The provisions of the Sexual Offences (Amendment) Act 1992 apply to count 2, being a sexual offence, such that no matter relating the complainant shall during her lifetime be included in any publication if it is likely to lead members of the public to identify the complainant as a victim of the offence. This prohibition applies unless waived or lifted in accordance with section 3 of the 1992 Act.
The appellant was aged 22 when he was sentenced at Winchester Crown Court. He is now aged 35. On count 2, he was sentenced to imprisonment for public protection ("IPP") pursuant to section 225 of the Criminal Justice Act 2003 with a minimum term of custody of 10 months from a starting point of 30 months and after giving credit for 5 months served on remand. In respect of count 4, 9 months' imprisonment was imposed to run currently.
A notification requirement under section 80 of the Sexual Offences Act 2003 was also imposed and the appellant was ordered to be included in the relevant list of the Independent Safeguarding Authority.
The appellant was born on 4 February 1983. By the time he received the sentence under appeal he had acquired 17 convictions for 33 offences, 11 of which were in respect of offences against the person. His offending began at an early age. His first conviction was when he was 14. By the time he committed the offence in count 2, on 28 April 2005, the appellant had committed seven specified offences, six of which were assault occasioning actual bodily harm, and one offence of robbery. He had received custodial sentences, the longest being for 2 years for the robbery offence when he was aged 16. He had no previous convictions for sexual offences.
The two offences in counts 2 and 4 of the indictment arose out of the same circumstances. At around 10.00 am, the complainant was walking along a path alone between a high fencing and open land when she noticed the appellant walking behind her. She stopped and stood aside to allow him to pass her but the appellant stopped a few metres from the complainant and could be seen to be masturbating under his clothing. He asked the complainant if he could masturbate on her before pushing her with both hands against her shoulders against the fence. He then exposed his penis and masturbated to ejaculation onto his hand before placing it almost onto the complainant's cheek. The complainant was intimidated and frightened. The appellant then licked the semen off his hand before walking away.
He was later arrested after he was identified by the complainant. He denied the offences until he pleaded guilty on 6 September 2015 on the first day of his trial.
In a victim personal statement made 4 months later, the complainant described how she had been affected by the offence. It has substantially interfered with her coursework and had considerably affected her confidence whilst in public. She stated:
"As a result of what has happened to me my lifestyle has changed considerably. I am determined that I will not let this affect me long term but resent the impact that this man's actions have had on my life."
In a pre-sentence report dated 23 September 2005, the senior probation officer assessed the appellant's risk of harm to the public and likelihood of reoffending. At paragraph 4.1, she stated:
"While Mr Dawkins has no previous convictions for sexual offending I am concerned that during a burglary in July 2004 he is reported to have pulled at the dressing gown of a female after she entered her bedroom and found him leaving through an open window. I am unsure if these two incidents are connected and imply an increasing seriousness of sexual offending against adult females and further assessment would be required in order to ascertain this. Given his record of previous convictions and the current matters before the Court, it is my assessment that Mr Dawkins presents a high risk of serious harm to the public at this time."
In sentencing the appellant, His Honour Judge Brodrick stated:
"You have pleaded guilty on the day of your trial to committing an offence with intent to commit a sexual offence and breach of an anti social behaviour order. The prosecution have already described what you did. You clearly subjected that unfortunate young woman to a very unpleasant, frightening experience, which involved some violence but at a very low level. ...
Count 2 [is a] serious specified offence because it carries a maximum of 10 years' imprisonment. You have many other specified offences on your record and it seems to me that there is no escape at all from the almost mandatory provisions which Parliament has set out requiring me to pass a sentence of imprisonment for public protection."
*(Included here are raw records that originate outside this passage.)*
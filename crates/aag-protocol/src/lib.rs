//! Wire framing, serial transport, and typed commands for the AAG
//! CloudWatcher's 15-byte block protocol.

pub mod command;
pub mod frame;
pub mod transport;

pub use command::*;
pub use frame::*;
pub use transport::*;
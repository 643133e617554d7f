//! Third-party-compatible "SOLO" JSON snapshot schema.

use chrono::Utc;
use serde::{Serialize, Serializer};

use aag_core::{Reading, SensorIdentity, SwitchState};

#[derive(Debug, Clone, Copy)]
enum SwitchField {
    Open,
    Close,
    Unknown,
}

impl Serialize for SwitchField {
    fn serialize<S: Serializer>(&self, serializer: S) -> Result<S::Ok, S::Error> {
        match self {
            SwitchField::Open => serializer.serialize_str("open"),
            SwitchField::Close => serializer.serialize_str("close"),
            SwitchField::Unknown => serializer.serialize_i64(0),
        }
    }
}

#[derive(Debug, Clone, Serialize)]
pub struct SoloSnapshot {
    #[serde(rename = "dataGMTTime")]
    pub data_gmt_time: String,
    pub cwinfo: String,
    pub clouds: f64,
    pub temp: f64,
    pub wind: f64,
    pub gust: f64,
    pub rain: i64,
    pub lightmpsas: f64,
    switch: SwitchField,
    pub safe: u8,
    pub hum: i64,
    pub dewp: f64,
    pub rawir: f64,
    pub abspress: f64,
    pub relpress: f64,
}

fn round2(x: f64) -> f64 {
    (x * 100.0).round() / 100.0
}

/// Missing fields default to zero, per the SOLO schema contract.
pub fn reading_to_solo(reading: &Reading, identity: Option<&SensorIdentity>) -> SoloSnapshot {
    let serial_number = identity.map(|i| i.serial_number.clone()).unwrap_or_default();
    let firmware_version = identity.map(|i| i.firmware_version).unwrap_or(0.0);
    let wind = reading.wind_speed.unwrap_or(0.0);

    let switch = match reading.switch_state {
        SwitchState::Open => SwitchField::Open,
        SwitchState::Closed => SwitchField::Close,
        SwitchState::Unknown => SwitchField::Unknown,
    };

    SoloSnapshot {
        data_gmt_time: reading.timestamp.with_timezone(&Utc).format("%Y/%m/%d %H:%M:%S").to_string(),
        cwinfo: format!("Serial: {serial_number}, FW: {firmware_version}"),
        clouds: round2(reading.sky_temp - reading.ambient_temp),
        temp: round2(reading.ambient_temp),
        wind: round2(wind),
        gust: round2(wind),
        rain: reading.rain_frequency,
        lightmpsas: round2(reading.sky_quality_mpsas.unwrap_or(0.0)),
        switch,
        safe: u8::from(reading.is_safe),
        hum: reading.humidity.unwrap_or(0.0).round() as i64,
        dewp: round2(reading.dew_point.unwrap_or(0.0)),
        rawir: round2(reading.sky_temp),
        abspress: round2(reading.pressure.unwrap_or(0.0) / 100.0),
        relpress: round2(reading.sea_level_pressure.unwrap_or(0.0) / 100.0),
    }
}
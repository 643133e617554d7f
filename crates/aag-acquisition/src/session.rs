//! Sensor session: owns the transport and command layer, performs
//! `connect` and a single-read-of-everything `get_reading`.

use chrono::{DateTime, FixedOffset, Offset, Utc};
use chrono_tz::Tz;
use thiserror::Error;

use aag_core::{
    ambient_temp_c_ir, dew_point_c, humidity_pct, pressure_pa, pressure_temp_c, pwm_pct,
    rh_sensor_temp_c, sea_level_pressure_pa, sky_quality_mpsas, sky_temp_c, wind_speed_kph,
    classify, ConnectionStatus, IgnoreUnsafe, Reading, ReadingRing, SafetyInputs, SensorIdentity,
    Thresholds, WIND_FORMULA_FIRMWARE_THRESHOLD,
};
use aag_protocol::{command, CommError, Transport, TransportError};

#[derive(Debug, Error)]
pub enum SensorError {
    #[error("transport error: {0}")]
    Transport(#[from] TransportError),
    #[error("identity query failed: {0}")]
    Identity(CommError),
    #[error("PWM set rejected: {0}")]
    PwmRejected(CommError),
}

#[derive(Debug, Error)]
#[error("operation requires status {expected}, session is {actual}")]
pub struct StateError {
    pub expected: ConnectionStatus,
    pub actual: ConnectionStatus,
}

#[derive(Debug, Clone)]
pub struct SessionConfig {
    pub serial_port: String,
    pub settle_delay: std::time::Duration,
    pub have_heater: bool,
    pub heater_min_power: u16,
    pub sq_reference: f64,
    pub elevation_m: f64,
    pub timezone: Tz,
    pub num_readings: usize,
    pub thresholds: Thresholds,
    pub ignore_unsafe: IgnoreUnsafe,
}

fn now_in_tz(tz: &Tz) -> DateTime<FixedOffset> {
    let now: DateTime<Tz> = Utc::now().with_timezone(tz);
    now.with_timezone(&now.offset().fix())
}

/// Holds identity, connection status, and the bounded reading history.
pub struct SensorSession {
    transport: Transport,
    config: SessionConfig,
    identity: Option<SensorIdentity>,
    status: ConnectionStatus,
    last_error_message: Option<String>,
    last_successful_read_at: Option<DateTime<FixedOffset>>,
    last_connection_attempt_at: Option<DateTime<FixedOffset>>,
    ring: ReadingRing,
}

impl SensorSession {
    pub fn new(config: SessionConfig) -> Self {
        let ring = ReadingRing::new(config.num_readings);
        let transport = Transport::new(&config.serial_port).with_settle_delay(config.settle_delay);
        Self {
            transport,
            config,
            identity: None,
            status: ConnectionStatus::Initializing,
            last_error_message: None,
            last_successful_read_at: None,
            last_connection_attempt_at: None,
            ring,
        }
    }

    pub fn status(&self) -> ConnectionStatus {
        self.status
    }

    pub fn identity(&self) -> Option<&SensorIdentity> {
        self.identity.as_ref()
    }

    pub fn last_error_message(&self) -> Option<&str> {
        self.last_error_message.as_deref()
    }

    pub fn last_successful_read_at(&self) -> Option<DateTime<FixedOffset>> {
        self.last_successful_read_at
    }

    pub fn last_connection_attempt_at(&self) -> Option<DateTime<FixedOffset>> {
        self.last_connection_attempt_at
    }

    pub fn ring(&self) -> &ReadingRing {
        &self.ring
    }

    /// Open the transport, query identity, and (if configured) set the
    /// heater to its minimum power. Atomic: either every step succeeds and
    /// status becomes `Connected`, or status becomes `Error` and the
    /// transport is closed.
    pub async fn connect(&mut self) -> Result<(), SensorError> {
        self.last_connection_attempt_at = Some(now_in_tz(&self.config.timezone));

        match self.connect_inner().await {
            Ok(identity) => {
                self.identity = Some(identity);
                self.status = ConnectionStatus::Connected;
                self.last_error_message = None;
                Ok(())
            }
            Err(e) => {
                self.status = ConnectionStatus::Error;
                self.last_error_message = Some(e.to_string());
                self.transport.close();
                Err(e)
            }
        }
    }

    async fn connect_inner(&mut self) -> Result<SensorIdentity, SensorError> {
        self.transport.open().await?;

        let name = command::get_internal_name(&mut self.transport).await.map_err(SensorError::Identity)?;
        let firmware_version = command::get_firmware(&mut self.transport).await.map_err(SensorError::Identity)?;
        let serial_number = command::get_serial_number(&mut self.transport).await.map_err(SensorError::Identity)?;
        let has_anemometer = command::can_get_windspeed(&mut self.transport).await.map_err(SensorError::Identity)?;

        // No separate wire query exists for light-sensor capability; the
        // firmware generation that added it is the same one that changed
        // the wind-speed formula, so the two share a threshold.
        let has_light_sensor = firmware_version >= WIND_FORMULA_FIRMWARE_THRESHOLD;

        if self.config.have_heater {
            command::set_pwm(&mut self.transport, self.config.heater_min_power)
                .await
                .map_err(SensorError::PwmRejected)?;
        }

        Ok(SensorIdentity {
            name,
            firmware_version,
            serial_number,
            has_anemometer,
            has_heater: self.config.have_heater,
            has_light_sensor,
        })
    }

    /// Must only be called while `Connected`. Performs every sub-read in
    /// order; any single communication failure discards the whole reading
    /// (the ring is left unchanged) and transitions status to `Error`.
    pub async fn get_reading(&mut self) -> Result<Option<Reading>, StateError> {
        if self.status != ConnectionStatus::Connected {
            return Err(StateError { expected: ConnectionStatus::Connected, actual: self.status });
        }
        let identity = self.identity.clone().expect("Connected implies identity is set");

        match self.read_everything(&identity).await {
            Ok(reading) => {
                self.last_successful_read_at = Some(reading.timestamp);
                self.ring.push(reading.clone());
                Ok(Some(reading))
            }
            Err(e) => {
                self.status = ConnectionStatus::Error;
                self.last_error_message = Some(e.to_string());
                Ok(None)
            }
        }
    }

    async fn read_everything(&mut self, identity: &SensorIdentity) -> Result<Reading, CommError> {
        let t = &mut self.transport;

        let values = command::get_values(t, identity.has_light_sensor).await?;
        let sky_temp_raw = command::get_sky_temp(t).await?;
        let wind_speed_raw = if identity.has_anemometer {
            Some(command::get_windspeed(t).await?)
        } else {
            None
        };
        let rain_frequency = command::get_rain_frequency(t).await?;
        let humidity_raw = command::get_humidity(t).await?;
        let pressure_raw = command::get_pressure(t).await?;
        let rh_sensor_temp_raw = command::get_rh_sensor_temp(t).await?;
        let pressure_temp_raw = command::get_pressure_temp(t).await?;
        let ambient_ir_raw = command::get_sensor_temp(t).await?;
        let switch_state = command::get_switch_status(t).await?;
        let pwm_raw = if identity.has_heater {
            Some(command::get_pwm(t).await?)
        } else {
            None
        };
        let internal_errors = Some(command::get_internal_errors(t).await?);

        let sky_temp = sky_temp_c(sky_temp_raw);
        let rh_sensor_temp = rh_sensor_temp_c(rh_sensor_temp_raw);
        let ambient_ir = ambient_temp_c_ir(ambient_ir_raw);
        // rh_sensor_temp is preferred when the probe is present; IR is the fallback.
        let ambient_temp = if rh_sensor_temp_raw != 0 { rh_sensor_temp } else { ambient_ir };

        let wind_speed = wind_speed_raw.map(|raw| wind_speed_kph(raw, identity.firmware_version));
        let humidity = Some(humidity_pct(humidity_raw));
        let pressure = Some(pressure_pa(pressure_raw));
        let pressure_temp = Some(pressure_temp_c(pressure_temp_raw));
        let dew_point = humidity.and_then(|h| dew_point_c(ambient_temp, h));
        let sea_level_pressure = pressure.map(|p| sea_level_pressure_pa(p, ambient_temp, self.config.elevation_m));
        let sky_quality_mpsas = values
            .light_period_raw
            .and_then(|p| sky_quality_mpsas(p, ambient_temp, self.config.sq_reference));
        let pwm = pwm_raw.map(pwm_pct);

        let safety = classify(
            SafetyInputs {
                sky_temp: Some(sky_temp),
                ambient_temp: Some(ambient_temp),
                wind_speed,
                rain_frequency: Some(rain_frequency),
            },
            &self.config.thresholds,
            self.config.ignore_unsafe,
        );

        Ok(Reading {
            timestamp: now_in_tz(&self.config.timezone),
            sky_temp,
            ambient_temp,
            rh_sensor_temp: Some(rh_sensor_temp),
            pressure_temp,
            wind_speed,
            rain_frequency,
            humidity,
            pressure,
            sea_level_pressure,
            dew_point,
            light_period_raw: values.light_period_raw,
            ambient_ntc_raw: values.ambient_ntc_raw,
            ldr_raw: values.ldr_raw,
            zener_raw: values.zener_raw,
            rain_ntc_raw: values.rain_ntc_raw,
            sky_quality_mpsas,
            pwm,
            switch_state,
            cloud_condition: safety.cloud_condition,
            wind_condition: safety.wind_condition,
            rain_condition: safety.rain_condition,
            cloud_safe: safety.cloud_safe,
            wind_safe: safety.wind_safe,
            rain_safe: safety.rain_safe,
            is_safe: safety.is_safe,
            internal_errors,
        })
    }

    /// Close the transport. Idempotent.
    pub fn close(&mut self) {
        self.transport.close();
        self.status = ConnectionStatus::Disconnected;
    }
}

#[cfg(test)]
mod tests {
    use super::*;

    fn config() -> SessionConfig {
        SessionConfig {
            serial_port: "/dev/null".to_string(),
            settle_delay: std::time::Duration::from_millis(0),
            have_heater: false,
            heater_min_power: 0,
            sq_reference: 19.6,
            elevation_m: 0.0,
            timezone: Tz::UTC,
            num_readings: 5,
            thresholds: Thresholds::default(),
            ignore_unsafe: IgnoreUnsafe::default(),
        }
    }

    #[test]
    fn get_reading_rejects_when_not_connected() {
        let session = SensorSession::new(config());
        assert_eq!(session.status(), ConnectionStatus::Initializing);
    }

    #[tokio::test]
    async fn get_reading_errors_with_state_error_when_disconnected() {
        let mut session = SensorSession::new(config());
        let err = session.get_reading().await.unwrap_err();
        assert_eq!(err.expected, ConnectionStatus::Connected);
        assert_eq!(err.actual, ConnectionStatus::Initializing);
    }
}
//! Core data types, unit conversions, and the safety classifier for the
//! AAG CloudWatcher weather station.
//!
//! This crate is pure: no serial I/O, no HTTP, no clock side effects beyond
//! what callers pass in. It mirrors the role of a pipeline's "core" crate —
//! the shapes and math that every other layer builds on.

pub mod ring;
pub mod safety;
pub mod types;
pub mod units;

pub use ring::*;
pub use safety::*;
pub use types::*;
pub use units::*;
Judge Brodrick then imposed a sentence of imprisonment for public protection with a custodial minimum term of 10 months on count 2 and 9 months concurrently on count 4. A sentence of imprisonment for public protection was correctly not imposed on count 4.
On behalf of the appellant, it is argued that the sentence of imprisonment for public protection was manifestly excessive. The sentence being imposed on 27 September 2005 was 5 months after the commencement of Chapter 5 of the Criminal Justice Act 2003 and was before the Court of Appeal decision in R v Lang [2005] EWCA Crim 2864, a decision of the Court of Appeal in which observations were made upon the provisions in relation to the protection of the public from dangerous offenders, contained in sections 224 to 229 of the Criminal Justice Act 2003. It is argued by the appellant that had this decision been in the mind of the sentencer, the appellant would not have received a sentence of imprisonment for public protection.
The commencement of sentences of imprisonment for public protection contained within sections 224 to 229 of the Criminal Justice Act 2003 was brought into effect on 4 April 2005. In 2008, the Criminal Justice and Immigration Act 2008 modified the sentence of imprisonment for public protection and the sentence was abolished for all offenders convicted after 3 December 2012 by the Legal Aid, Sentencing and Punishment of Offenders Act 2012. This appeal therefore is concerned with the original sentence of IPP and not its modified form.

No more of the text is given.